Records for this task:
======
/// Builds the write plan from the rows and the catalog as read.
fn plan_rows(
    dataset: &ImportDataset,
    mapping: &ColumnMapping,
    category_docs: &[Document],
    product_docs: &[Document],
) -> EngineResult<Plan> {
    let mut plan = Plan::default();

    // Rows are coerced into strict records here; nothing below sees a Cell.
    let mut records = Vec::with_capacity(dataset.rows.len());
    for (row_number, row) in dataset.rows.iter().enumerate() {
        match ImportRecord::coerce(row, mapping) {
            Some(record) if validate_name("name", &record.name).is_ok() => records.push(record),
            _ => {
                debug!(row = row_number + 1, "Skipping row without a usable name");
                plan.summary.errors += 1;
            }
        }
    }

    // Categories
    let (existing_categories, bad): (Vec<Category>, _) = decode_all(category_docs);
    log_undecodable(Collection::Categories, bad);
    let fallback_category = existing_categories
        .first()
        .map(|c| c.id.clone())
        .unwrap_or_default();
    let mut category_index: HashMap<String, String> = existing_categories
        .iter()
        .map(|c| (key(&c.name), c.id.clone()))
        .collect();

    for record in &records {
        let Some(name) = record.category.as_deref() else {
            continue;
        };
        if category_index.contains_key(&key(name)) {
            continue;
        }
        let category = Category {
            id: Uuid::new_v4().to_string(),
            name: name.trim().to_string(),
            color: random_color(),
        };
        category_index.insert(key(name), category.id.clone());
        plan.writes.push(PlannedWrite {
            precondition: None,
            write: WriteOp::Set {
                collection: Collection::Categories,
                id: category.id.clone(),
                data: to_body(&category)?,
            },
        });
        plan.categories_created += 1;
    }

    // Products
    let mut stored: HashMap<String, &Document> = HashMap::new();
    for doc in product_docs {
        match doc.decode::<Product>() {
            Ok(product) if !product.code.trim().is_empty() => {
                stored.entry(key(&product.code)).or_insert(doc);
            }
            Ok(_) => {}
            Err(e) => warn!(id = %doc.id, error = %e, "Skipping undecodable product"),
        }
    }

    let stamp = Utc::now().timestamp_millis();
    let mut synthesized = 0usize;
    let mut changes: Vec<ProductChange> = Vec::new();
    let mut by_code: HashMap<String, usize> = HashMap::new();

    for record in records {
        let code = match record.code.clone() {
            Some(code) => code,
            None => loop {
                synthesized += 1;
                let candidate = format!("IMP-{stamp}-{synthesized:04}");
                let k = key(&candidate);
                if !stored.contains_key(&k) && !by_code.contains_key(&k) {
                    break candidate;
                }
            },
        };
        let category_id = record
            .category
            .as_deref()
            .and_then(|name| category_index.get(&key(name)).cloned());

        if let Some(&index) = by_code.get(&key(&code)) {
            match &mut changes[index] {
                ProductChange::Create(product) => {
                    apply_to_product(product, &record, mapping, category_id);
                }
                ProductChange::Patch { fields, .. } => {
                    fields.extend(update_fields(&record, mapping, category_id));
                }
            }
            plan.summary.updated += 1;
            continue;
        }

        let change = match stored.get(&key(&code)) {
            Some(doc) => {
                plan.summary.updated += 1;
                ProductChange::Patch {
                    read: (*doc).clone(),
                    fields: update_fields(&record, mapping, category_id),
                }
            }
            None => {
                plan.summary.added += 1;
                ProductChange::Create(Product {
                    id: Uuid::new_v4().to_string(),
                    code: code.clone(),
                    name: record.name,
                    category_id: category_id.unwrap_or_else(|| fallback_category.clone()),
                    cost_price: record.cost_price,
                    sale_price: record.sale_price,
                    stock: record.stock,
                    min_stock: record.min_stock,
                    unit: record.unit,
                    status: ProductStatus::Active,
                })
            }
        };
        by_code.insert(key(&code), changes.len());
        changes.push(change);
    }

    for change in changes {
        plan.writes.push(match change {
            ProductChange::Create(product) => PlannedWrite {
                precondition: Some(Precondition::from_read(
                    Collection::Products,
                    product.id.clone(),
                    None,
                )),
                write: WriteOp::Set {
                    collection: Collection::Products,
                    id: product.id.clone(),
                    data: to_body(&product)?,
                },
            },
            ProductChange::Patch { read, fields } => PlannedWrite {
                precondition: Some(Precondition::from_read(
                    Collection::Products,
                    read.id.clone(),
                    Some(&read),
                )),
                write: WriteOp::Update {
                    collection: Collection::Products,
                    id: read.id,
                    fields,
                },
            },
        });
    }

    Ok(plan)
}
======
The answer should be an exact copy of the data.

Exercise answer:
/// Builds the write plan from the rows and the catalog as read.
fn plan_rows(
    dataset: &ImportDataset,
    mapping: &ColumnMapping,
    category_docs: &[Document],
    product_docs: &[Document],
) -> EngineResult<Plan> {
    let mut plan = Plan::default();

    // Rows are coerced into strict records here; nothing below sees a Cell.
    let mut records = Vec::with_capacity(dataset.rows.len());
    for (row_number, row) in dataset.rows.iter().enumerate() {
        match ImportRecord::coerce(row, mapping) {
            Some(record) if validate_name("name", &record.name).is_ok() => records.push(record),
            _ => {
                debug!(row = row_number + 1, "Skipping row without a usable name");
                plan.summary.errors += 1;
            }
        }
    }

    // Categories
    let (existing_categories, bad): (Vec<Category>, _) = decode_all(category_docs);
    log_undecodable(Collection::Categories, bad);
    let fallback_category = existing_categories
        .first()
        .map(|c| c.id.clone())
        .unwrap_or_default();
    let mut category_index: HashMap<String, String> = existing_categories
        .iter()
        .map(|c| (key(&c.name), c.id.clone()))
        .collect();

    for record in &records {
        let Some(name) = record.category.as_deref() else {
            continue;
        };
        if category_index.contains_key(&key(name)) {
            continue;
        }
        let category = Category {
            id: Uuid::new_v4().to_string(),
            name: name.trim().to_string(),
            color: random_color(),
        };
        category_index.insert(key(name), category.id.clone());
        plan.writes.push(PlannedWrite {
            precondition: None,
            write: WriteOp::Set {
                collection: Collection::Categories,
                id: category.id.clone(),
                data: to_body(&category)?,
            },
        });
        plan.categories_created += 1;
    }

    // Products
    let mut stored: HashMap<String, &Document> = HashMap::new();
    for doc in product_docs {
        match doc.decode::<Product>() {
            Ok(product) if !product.code.trim().is_empty() => {
                stored.entry(key(&product.code)).or_insert(doc);
            }
            Ok(_) => {}
            Err(e) => warn!(id = %doc.id, error = %e, "Skipping undecodable product"),
        }
    }

    let stamp = Utc::now().timestamp_millis();
    let mut synthesized = 0usize;
    let mut changes: Vec<ProductChange> = Vec::new();
    let mut by_code: HashMap<String, usize> = HashMap::new();

    for record in records {
        let code = match record.code.clone() {
            Some(code) => code,
            None => loop {
                synthesized += 1;
                let candidate = format!("IMP-{stamp}-{synthesized:04}");
                let k = key(&candidate);
                if !stored.contains_key(&k) && !by_code.contains_key(&k) {
                    break candidate;
                }
            },
        };
        let category_id = record
            .category
            .as_deref()
            .and_then(|name| category_index.get(&key(name)).cloned());

        if let Some(&index) = by_code.get(&key(&code)) {
            match &mut changes[index] {
                ProductChange::Create(product) => {
                    apply_to_product(product, &record, mapping, category_id);
                }
                ProductChange::Patch { fields, .. } => {
                    fields.extend(update_fields(&record, mapping, category_id));
                }
            }
            plan.summary.updated += 1;
            continue;
        }

        let change = match stored.get(&key(&code)) {
            Some(doc) => {
                plan.summary.updated += 1;
                ProductChange::Patch {
                    read: (*doc).clone(),
                    fields: update_fields(&record, mapping, category_id),
                }
            }
            None => {
                plan.summary.added += 1;
                ProductChange::Create(Product {
                    id: Uuid::new_v4().to_string(),
                    code: code.clone(),
                    name: record.name,
                    category_id: category_id.unwrap_or_else(|| fallback_category.clone()),
                    cost_price: record.cost_price,
                    sale_price: record.sale_price,
                    stock: record.stock,
                    min_stock: record.min_stock,
                    unit: record.unit,
                    status: ProductStatus::Active,
                })
            }
        };
        by_code.insert(key(&code), changes.len());
        changes.push(change);
    }

    for change in changes {
        plan.writes.push(match change {
            ProductChange::Create(product) => PlannedWrite {
                precondition: Some(Precondition::from_read(
                    Collection::Products,
                    product.id.clone(),
                    None,
                )),
                write: WriteOp::Set {
                    collection: Collection::Products,
                    id: product.id.clone(),
                    data: to_body(&product)?,
                },
            },
            ProductChange::Patch { read, fields } => PlannedWrite {
                precondition: Some(Precondition::from_read(
                    Collection::Products,
                    read.id.clone(),
                    Some(&read),
                )),
                write: WriteOp::Update {
                    collection: Collection::Products,
                    id: read.id,
                    fields,
                },
            },
        });
    }

    Ok(plan)
}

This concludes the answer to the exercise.